Stored data entries:
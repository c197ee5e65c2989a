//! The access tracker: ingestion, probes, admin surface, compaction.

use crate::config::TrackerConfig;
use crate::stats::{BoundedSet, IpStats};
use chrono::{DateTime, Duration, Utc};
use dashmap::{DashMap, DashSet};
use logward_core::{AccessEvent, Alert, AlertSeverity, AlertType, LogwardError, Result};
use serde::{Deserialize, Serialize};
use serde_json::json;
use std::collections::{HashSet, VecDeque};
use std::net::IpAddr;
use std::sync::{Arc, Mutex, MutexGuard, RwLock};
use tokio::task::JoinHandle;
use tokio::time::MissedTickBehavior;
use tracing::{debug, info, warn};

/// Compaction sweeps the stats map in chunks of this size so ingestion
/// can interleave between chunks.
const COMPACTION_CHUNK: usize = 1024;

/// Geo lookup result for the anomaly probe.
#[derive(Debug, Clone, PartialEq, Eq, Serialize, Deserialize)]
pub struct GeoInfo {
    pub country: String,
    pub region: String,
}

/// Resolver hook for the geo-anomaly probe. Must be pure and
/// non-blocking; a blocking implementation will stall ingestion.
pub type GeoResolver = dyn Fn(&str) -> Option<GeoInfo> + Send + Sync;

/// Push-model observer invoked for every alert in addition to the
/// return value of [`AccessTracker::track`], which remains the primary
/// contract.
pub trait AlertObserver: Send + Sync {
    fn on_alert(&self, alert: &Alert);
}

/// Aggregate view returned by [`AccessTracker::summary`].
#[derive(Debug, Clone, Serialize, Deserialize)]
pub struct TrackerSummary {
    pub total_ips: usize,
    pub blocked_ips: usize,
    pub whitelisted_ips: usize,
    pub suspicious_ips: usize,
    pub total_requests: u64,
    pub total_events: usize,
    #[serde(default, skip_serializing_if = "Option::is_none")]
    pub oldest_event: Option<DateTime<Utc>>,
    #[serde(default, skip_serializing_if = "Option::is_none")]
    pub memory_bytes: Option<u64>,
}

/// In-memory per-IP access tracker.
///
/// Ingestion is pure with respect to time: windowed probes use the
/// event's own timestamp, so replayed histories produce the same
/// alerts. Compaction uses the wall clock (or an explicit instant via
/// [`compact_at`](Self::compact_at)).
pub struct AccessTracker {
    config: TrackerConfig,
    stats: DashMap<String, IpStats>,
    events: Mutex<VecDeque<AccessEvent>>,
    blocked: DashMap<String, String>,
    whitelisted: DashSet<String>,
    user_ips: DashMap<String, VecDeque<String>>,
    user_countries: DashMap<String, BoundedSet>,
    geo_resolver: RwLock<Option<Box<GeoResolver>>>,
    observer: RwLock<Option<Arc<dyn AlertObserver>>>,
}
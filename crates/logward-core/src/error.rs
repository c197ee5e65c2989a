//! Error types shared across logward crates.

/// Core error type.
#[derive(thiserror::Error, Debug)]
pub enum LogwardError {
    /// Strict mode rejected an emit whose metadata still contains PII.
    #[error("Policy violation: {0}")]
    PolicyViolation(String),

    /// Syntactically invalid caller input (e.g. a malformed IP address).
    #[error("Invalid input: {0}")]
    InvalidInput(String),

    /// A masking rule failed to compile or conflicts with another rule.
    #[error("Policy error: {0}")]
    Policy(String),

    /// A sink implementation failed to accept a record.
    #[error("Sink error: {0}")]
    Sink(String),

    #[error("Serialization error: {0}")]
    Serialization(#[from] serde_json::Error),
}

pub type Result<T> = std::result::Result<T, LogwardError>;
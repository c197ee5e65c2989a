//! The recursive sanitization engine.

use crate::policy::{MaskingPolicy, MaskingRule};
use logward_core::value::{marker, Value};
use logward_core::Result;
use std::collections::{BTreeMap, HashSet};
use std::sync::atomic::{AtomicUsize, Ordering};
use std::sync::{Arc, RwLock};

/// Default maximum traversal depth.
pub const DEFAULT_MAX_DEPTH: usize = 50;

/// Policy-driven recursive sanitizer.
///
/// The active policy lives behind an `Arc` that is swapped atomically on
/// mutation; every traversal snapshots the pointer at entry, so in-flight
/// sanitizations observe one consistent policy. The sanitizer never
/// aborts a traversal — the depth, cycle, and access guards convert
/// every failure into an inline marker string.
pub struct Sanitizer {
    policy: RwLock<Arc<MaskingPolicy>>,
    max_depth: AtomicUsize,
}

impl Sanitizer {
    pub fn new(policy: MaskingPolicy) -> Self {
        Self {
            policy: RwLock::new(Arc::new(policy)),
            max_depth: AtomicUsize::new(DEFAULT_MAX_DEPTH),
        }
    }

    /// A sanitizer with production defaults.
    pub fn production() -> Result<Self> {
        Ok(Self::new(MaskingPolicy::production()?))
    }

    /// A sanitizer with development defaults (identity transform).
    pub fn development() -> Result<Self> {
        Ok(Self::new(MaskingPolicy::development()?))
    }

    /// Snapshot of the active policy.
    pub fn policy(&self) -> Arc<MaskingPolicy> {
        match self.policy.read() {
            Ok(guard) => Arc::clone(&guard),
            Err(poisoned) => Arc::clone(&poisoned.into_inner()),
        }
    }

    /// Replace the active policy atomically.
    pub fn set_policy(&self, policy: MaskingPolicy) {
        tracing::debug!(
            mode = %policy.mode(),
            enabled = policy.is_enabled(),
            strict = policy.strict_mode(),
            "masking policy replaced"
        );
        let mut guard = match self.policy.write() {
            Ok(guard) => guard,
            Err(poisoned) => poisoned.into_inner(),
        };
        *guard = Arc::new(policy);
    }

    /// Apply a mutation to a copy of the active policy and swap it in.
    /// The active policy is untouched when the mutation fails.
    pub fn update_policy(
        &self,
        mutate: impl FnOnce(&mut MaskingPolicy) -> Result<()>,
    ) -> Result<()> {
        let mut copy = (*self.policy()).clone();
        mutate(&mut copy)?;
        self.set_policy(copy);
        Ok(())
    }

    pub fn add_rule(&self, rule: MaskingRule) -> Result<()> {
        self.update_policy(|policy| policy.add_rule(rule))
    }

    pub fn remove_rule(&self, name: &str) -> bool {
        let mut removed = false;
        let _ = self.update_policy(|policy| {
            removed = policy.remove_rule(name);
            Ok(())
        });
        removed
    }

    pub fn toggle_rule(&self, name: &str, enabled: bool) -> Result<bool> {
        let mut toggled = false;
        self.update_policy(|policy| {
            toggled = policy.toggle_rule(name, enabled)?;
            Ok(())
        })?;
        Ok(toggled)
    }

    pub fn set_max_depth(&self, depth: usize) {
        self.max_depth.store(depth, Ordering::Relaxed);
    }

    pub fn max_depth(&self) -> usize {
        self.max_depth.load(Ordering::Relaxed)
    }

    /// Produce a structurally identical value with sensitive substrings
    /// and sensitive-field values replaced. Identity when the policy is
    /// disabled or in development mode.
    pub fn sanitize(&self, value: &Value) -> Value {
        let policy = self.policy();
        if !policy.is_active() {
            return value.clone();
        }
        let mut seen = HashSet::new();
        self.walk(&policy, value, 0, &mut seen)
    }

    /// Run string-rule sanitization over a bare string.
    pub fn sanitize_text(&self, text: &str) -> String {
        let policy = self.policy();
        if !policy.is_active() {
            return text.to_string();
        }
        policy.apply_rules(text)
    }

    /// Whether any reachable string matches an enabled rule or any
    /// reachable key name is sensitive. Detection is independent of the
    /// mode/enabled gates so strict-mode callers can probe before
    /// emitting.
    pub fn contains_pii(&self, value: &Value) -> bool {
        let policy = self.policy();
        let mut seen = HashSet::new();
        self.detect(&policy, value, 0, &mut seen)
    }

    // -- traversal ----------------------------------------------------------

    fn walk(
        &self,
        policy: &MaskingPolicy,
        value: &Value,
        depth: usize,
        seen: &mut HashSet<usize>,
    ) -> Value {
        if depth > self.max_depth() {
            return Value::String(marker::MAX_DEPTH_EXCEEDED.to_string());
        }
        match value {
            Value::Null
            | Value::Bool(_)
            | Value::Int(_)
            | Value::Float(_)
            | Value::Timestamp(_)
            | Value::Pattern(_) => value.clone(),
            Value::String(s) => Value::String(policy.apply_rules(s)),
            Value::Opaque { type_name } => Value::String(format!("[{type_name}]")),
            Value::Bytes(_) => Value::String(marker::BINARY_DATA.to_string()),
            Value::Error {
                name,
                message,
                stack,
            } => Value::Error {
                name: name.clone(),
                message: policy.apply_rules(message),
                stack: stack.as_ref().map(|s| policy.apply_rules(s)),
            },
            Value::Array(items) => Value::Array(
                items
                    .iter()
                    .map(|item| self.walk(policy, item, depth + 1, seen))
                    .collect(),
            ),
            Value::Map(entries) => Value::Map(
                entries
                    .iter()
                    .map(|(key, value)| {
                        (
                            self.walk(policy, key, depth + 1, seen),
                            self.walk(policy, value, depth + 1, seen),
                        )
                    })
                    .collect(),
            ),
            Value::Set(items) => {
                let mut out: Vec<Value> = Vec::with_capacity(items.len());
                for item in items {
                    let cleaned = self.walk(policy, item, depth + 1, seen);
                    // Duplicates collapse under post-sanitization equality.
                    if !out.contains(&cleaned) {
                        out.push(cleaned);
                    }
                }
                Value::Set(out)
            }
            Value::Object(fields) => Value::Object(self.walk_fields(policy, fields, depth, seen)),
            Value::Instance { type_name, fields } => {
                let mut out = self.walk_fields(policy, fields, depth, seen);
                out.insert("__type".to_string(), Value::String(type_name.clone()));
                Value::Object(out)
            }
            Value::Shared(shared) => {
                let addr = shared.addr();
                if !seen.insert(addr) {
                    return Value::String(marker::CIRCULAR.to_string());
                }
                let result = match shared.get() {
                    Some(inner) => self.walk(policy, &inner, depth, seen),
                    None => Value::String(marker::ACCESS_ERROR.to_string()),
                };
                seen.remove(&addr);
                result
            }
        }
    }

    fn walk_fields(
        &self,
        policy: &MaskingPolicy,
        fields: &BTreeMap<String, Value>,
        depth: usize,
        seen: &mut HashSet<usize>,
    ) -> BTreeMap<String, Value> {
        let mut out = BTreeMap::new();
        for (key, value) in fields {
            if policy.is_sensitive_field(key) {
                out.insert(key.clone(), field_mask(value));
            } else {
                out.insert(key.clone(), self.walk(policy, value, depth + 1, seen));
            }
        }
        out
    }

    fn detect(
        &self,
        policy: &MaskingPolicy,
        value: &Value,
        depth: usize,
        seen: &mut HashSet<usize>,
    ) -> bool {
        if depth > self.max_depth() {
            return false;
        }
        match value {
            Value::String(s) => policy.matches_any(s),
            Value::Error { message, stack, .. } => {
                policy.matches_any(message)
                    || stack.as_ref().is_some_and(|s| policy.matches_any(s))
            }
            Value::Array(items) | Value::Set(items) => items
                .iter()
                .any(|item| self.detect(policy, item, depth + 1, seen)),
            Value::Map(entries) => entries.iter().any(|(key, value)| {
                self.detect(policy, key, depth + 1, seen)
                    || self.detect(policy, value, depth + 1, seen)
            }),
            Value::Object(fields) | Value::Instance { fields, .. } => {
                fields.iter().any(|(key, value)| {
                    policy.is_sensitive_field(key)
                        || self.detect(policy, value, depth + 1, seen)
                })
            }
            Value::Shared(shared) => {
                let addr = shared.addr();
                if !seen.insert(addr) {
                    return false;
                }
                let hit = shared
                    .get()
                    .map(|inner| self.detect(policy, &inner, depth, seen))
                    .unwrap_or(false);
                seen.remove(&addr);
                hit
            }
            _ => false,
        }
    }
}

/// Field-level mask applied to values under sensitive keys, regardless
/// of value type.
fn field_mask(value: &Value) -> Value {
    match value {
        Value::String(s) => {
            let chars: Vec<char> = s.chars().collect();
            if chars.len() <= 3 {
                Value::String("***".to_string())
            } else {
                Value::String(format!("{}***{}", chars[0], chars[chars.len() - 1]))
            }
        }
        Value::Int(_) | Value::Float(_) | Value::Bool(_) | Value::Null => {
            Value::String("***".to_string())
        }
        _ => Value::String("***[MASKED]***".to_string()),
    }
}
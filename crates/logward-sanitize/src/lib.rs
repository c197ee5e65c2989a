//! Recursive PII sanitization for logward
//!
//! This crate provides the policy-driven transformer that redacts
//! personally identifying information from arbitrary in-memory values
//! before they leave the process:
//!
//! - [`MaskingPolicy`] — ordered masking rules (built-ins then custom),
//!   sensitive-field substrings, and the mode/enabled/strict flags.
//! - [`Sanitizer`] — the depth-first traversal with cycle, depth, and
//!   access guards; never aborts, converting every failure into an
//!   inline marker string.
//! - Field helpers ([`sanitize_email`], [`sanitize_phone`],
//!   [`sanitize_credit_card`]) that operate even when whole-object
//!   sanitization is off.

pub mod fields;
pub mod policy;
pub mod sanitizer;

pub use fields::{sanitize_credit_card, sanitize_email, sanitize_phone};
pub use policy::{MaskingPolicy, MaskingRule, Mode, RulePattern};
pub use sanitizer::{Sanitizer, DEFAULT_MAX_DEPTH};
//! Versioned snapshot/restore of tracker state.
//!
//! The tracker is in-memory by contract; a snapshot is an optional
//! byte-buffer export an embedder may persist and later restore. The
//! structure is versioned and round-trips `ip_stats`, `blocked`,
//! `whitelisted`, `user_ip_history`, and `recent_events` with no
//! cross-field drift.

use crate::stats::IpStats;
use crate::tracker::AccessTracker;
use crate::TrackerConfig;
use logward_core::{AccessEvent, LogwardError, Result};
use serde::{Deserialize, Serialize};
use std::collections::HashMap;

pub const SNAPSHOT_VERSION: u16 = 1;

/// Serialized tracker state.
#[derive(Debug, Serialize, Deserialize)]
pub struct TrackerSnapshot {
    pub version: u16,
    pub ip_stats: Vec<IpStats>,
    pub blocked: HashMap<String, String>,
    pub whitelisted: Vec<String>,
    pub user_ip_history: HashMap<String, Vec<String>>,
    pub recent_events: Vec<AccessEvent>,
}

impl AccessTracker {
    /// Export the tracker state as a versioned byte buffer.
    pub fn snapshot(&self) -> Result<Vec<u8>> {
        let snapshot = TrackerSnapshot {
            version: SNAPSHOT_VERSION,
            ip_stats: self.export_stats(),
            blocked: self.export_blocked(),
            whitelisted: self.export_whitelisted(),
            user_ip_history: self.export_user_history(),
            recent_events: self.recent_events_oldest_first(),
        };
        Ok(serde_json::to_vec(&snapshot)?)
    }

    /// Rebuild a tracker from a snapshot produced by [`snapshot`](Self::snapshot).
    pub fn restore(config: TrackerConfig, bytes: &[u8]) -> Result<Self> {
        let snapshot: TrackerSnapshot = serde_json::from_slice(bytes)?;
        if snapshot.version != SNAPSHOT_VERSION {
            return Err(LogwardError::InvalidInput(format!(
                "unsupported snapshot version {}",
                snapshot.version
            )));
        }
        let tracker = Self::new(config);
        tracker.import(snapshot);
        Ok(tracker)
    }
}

### Problem
With "message" as the string to find, copy every line of the records that holds it.

### Answer space
                message,
                message: policy.apply_rules(message),
            Value::Error { message, stack, .. } => {
                policy.matches_any(message)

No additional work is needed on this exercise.